▶ [Your goal] Please write out the data that follows, word for word.

▶ [Source records]

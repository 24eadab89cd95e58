//! Configuration loading for the navigation layer.

use serde::Deserialize;
use std::path::Path;

use crate::error::{NavError, Result};
use crate::planning::PlannerAlgorithm;

/// Main configuration structure
#[derive(Clone, Debug, Deserialize)]
pub struct NavConfig {
    #[serde(default)]
    pub agent: AgentConfig,
    #[serde(default)]
    pub planner: PlannerConfig,
    #[serde(default)]
    pub simulation: SimulationConfig,
    #[serde(default)]
    pub scenario: ScenarioConfig,
}

/// Agent physical parameters
#[derive(Clone, Debug, Deserialize)]
pub struct AgentConfig {
    /// Travel speed along the plan in cells per second (default: 4.0)
    #[serde(default = "default_speed")]
    pub speed_cells_per_sec: f32,

    /// Physical agent diameter in meters (default: 2.0)
    #[serde(default = "default_diameter")]
    pub diameter_meters: f32,

    /// Observation range in meters (default: 5.0)
    #[serde(default = "default_observation_range")]
    pub observation_range_meters: f32,
}

/// Planner selection
#[derive(Clone, Debug, Deserialize)]
pub struct PlannerConfig {
    /// Planning algorithm: `a-star` or `d-star-lite` (default: `a-star`)
    #[serde(default = "default_algorithm")]
    pub algorithm: PlannerAlgorithm,
}

/// Headless simulation parameters
#[derive(Clone, Debug, Deserialize)]
pub struct SimulationConfig {
    /// Tick rate driving the discovery loop (default: 60 Hz)
    #[serde(default = "default_tick_hz")]
    pub tick_hz: f32,

    /// Wall-clock limit on the simulated session in seconds (default: 120)
    #[serde(default = "default_time_limit")]
    pub time_limit_secs: f32,
}

/// Obstacles placed before the simulation starts
#[derive(Clone, Debug, Default, Deserialize)]
pub struct ScenarioConfig {
    /// Cells holding obstacles the agent has to discover, as `[x, y]` pairs
    #[serde(default)]
    pub hidden_obstacles: Vec<[i32; 2]>,
}

// Default value functions
fn default_speed() -> f32 {
    4.0
}
fn default_diameter() -> f32 {
    2.0
}
fn default_observation_range() -> f32 {
    5.0
}
fn default_algorithm() -> PlannerAlgorithm {
    PlannerAlgorithm::AStar
}
fn default_tick_hz() -> f32 {
    60.0
}
fn default_time_limit() -> f32 {
    120.0
}

impl Default for AgentConfig {
    fn default() -> Self {
        Self {
            speed_cells_per_sec: default_speed(),
            diameter_meters: default_diameter(),
            observation_range_meters: default_observation_range(),
        }
    }
}

impl Default for PlannerConfig {
    fn default() -> Self {
        Self {
            algorithm: default_algorithm(),
        }
    }
}

impl Default for SimulationConfig {
    fn default() -> Self {
        Self {
            tick_hz: default_tick_hz(),
            time_limit_secs: default_time_limit(),
        }
    }
}

impl Default for NavConfig {
    fn default() -> Self {
        Self {
            agent: AgentConfig::default(),
            planner: PlannerConfig::default(),
            simulation: SimulationConfig::default(),
            scenario: ScenarioConfig::default(),
        }
    }
}

impl NavConfig {
    /// Load configuration from a TOML file
    pub fn load(path: &Path) -> Result<Self> {
        let content = std::fs::read_to_string(path)
            .map_err(|e| NavError::Config(format!("failed to read config file: {}", e)))?;
        let config: NavConfig = toml::from_str(&content)?;
        Ok(config)
    }
}

#[cfg(test)]
mod tests {
    use super::*;

    #[test]
    fn test_defaults() {
        let config = NavConfig::default();
        assert_eq!(config.agent.speed_cells_per_sec, 4.0);
        assert_eq!(config.agent.diameter_meters, 2.0);
        assert_eq!(config.planner.algorithm, PlannerAlgorithm::AStar);
        assert_eq!(config.simulation.tick_hz, 60.0);
    }

    #[test]
    fn test_parse_partial_config() {
        let config: NavConfig = toml::from_str(
            r#"
            [agent]
            speed_cells_per_sec = 2.5

            [planner]
            algorithm = "d-star-lite"

            [scenario]
            hidden_obstacles = [[5, 0], [6, 3]]
            "#,
        )
        .unwrap();

        assert_eq!(config.agent.speed_cells_per_sec, 2.5);
        // Unspecified fields keep their defaults.
        assert_eq!(config.agent.diameter_meters, 2.0);
        assert_eq!(config.planner.algorithm, PlannerAlgorithm::DStarLite);
        assert_eq!(config.scenario.hidden_obstacles, vec![[5, 0], [6, 3]]);
    }

    #[test]
    fn test_rejects_unknown_algorithm() {
        let result: std::result::Result<NavConfig, _> = toml::from_str(
            r#"
            [planner]
            algorithm = "dijkstra"
            "#,
        );
        assert!(result.is_err());
    }
}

▶ [Response below]
repository 24eadab89cd95e58
//! Configuration loading for the navigation layer.

use serde::Deserialize;
use std::path::Path;

use crate::error::{NavError, Result};
use crate::planning::PlannerAlgorithm;

/// Main configuration structure
#[derive(Clone, Debug, Deserialize)]
pub struct NavConfig {
    #[serde(default)]
    pub agent: AgentConfig,
    #[serde(default)]
    pub planner: PlannerConfig,
    #[serde(default)]
    pub simulation: SimulationConfig,
    #[serde(default)]
    pub scenario: ScenarioConfig,
}

/// Agent physical parameters
#[derive(Clone, Debug, Deserialize)]
pub struct AgentConfig {
    /// Travel speed along the plan in cells per second (default: 4.0)
    #[serde(default = "default_speed")]
    pub speed_cells_per_sec: f32,

    /// Physical agent diameter in meters (default: 2.0)
    #[serde(default = "default_diameter")]
    pub diameter_meters: f32,

    /// Observation range in meters (default: 5.0)
    #[serde(default = "default_observation_range")]
    pub observation_range_meters: f32,
}

/// Planner selection
#[derive(Clone, Debug, Deserialize)]
pub struct PlannerConfig {
    /// Planning algorithm: `a-star` or `d-star-lite` (default: `a-star`)
    #[serde(default = "default_algorithm")]
    pub algorithm: PlannerAlgorithm,
}

/// Headless simulation parameters
#[derive(Clone, Debug, Deserialize)]
pub struct SimulationConfig {
    /// Tick rate driving the discovery loop (default: 60 Hz)
    #[serde(default = "default_tick_hz")]
    pub tick_hz: f32,

    /// Wall-clock limit on the simulated session in seconds (default: 120)
    #[serde(default = "default_time_limit")]
    pub time_limit_secs: f32,
}

/// Obstacles placed before the simulation starts
#[derive(Clone, Debug, Default, Deserialize)]
pub struct ScenarioConfig {
    /// Cells holding obstacles the agent has to discover, as `[x, y]` pairs
    #[serde(default)]
    pub hidden_obstacles: Vec<[i32; 2]>,
}

// Default value functions
fn default_speed() -> f32 {
    4.0
}
fn default_diameter() -> f32 {
    2.0
}
fn default_observation_range() -> f32 {
    5.0
}
fn default_algorithm() -> PlannerAlgorithm {
    PlannerAlgorithm::AStar
}
fn default_tick_hz() -> f32 {
    60.0
}
fn default_time_limit() -> f32 {
    120.0
}

impl Default for AgentConfig {
    fn default() -> Self {
        Self {
            speed_cells_per_sec: default_speed(),
            diameter_meters: default_diameter(),
            observation_range_meters: default_observation_range(),
        }
    }
}

impl Default for PlannerConfig {
    fn default() -> Self {
        Self {
            algorithm: default_algorithm(),
        }
    }
}

impl Default for SimulationConfig {
    fn default() -> Self {
        Self {
            tick_hz: default_tick_hz(),
            time_limit_secs: default_time_limit(),
        }
    }
}

impl Default for NavConfig {
    fn default() -> Self {
        Self {
            agent: AgentConfig::default(),
            planner: PlannerConfig::default(),
            simulation: SimulationConfig::default(),
            scenario: ScenarioConfig::default(),
        }
    }
}

impl NavConfig {
    /// Load configuration from a TOML file
    pub fn load(path: &Path) -> Result<Self> {
        let content = std::fs::read_to_string(path)
            .map_err(|e| NavError::Config(format!("failed to read config file: {}", e)))?;
        let config: NavConfig = toml::from_str(&content)?;
        Ok(config)
    }
}

#[cfg(test)]
mod tests {
    use super::*;

    #[test]
    fn test_defaults() {
        let config = NavConfig::default();
        assert_eq!(config.agent.speed_cells_per_sec, 4.0);
        assert_eq!(config.agent.diameter_meters, 2.0);
        assert_eq!(config.planner.algorithm, PlannerAlgorithm::AStar);
        assert_eq!(config.simulation.tick_hz, 60.0);
    }

    #[test]
    fn test_parse_partial_config() {
        let config: NavConfig = toml::from_str(
            r#"
            [agent]
            speed_cells_per_sec = 2.5

            [planner]
            algorithm = "d-star-lite"

            [scenario]
            hidden_obstacles = [[5, 0], [6, 3]]
            "#,
        )
        .unwrap();

        assert_eq!(config.agent.speed_cells_per_sec, 2.5);
        // Unspecified fields keep their defaults.
        assert_eq!(config.agent.diameter_meters, 2.0);
        assert_eq!(config.planner.algorithm, PlannerAlgorithm::DStarLite);
        assert_eq!(config.scenario.hidden_obstacles, vec![[5, 0], [6, 3]]);
    }

    #[test]
    fn test_rejects_unknown_algorithm() {
        let result: std::result::Result<NavConfig, _> = toml::from_str(
            r#"
            [planner]
            algorithm = "dijkstra"
            "#,
        );
        assert!(result.is_err());
    }
}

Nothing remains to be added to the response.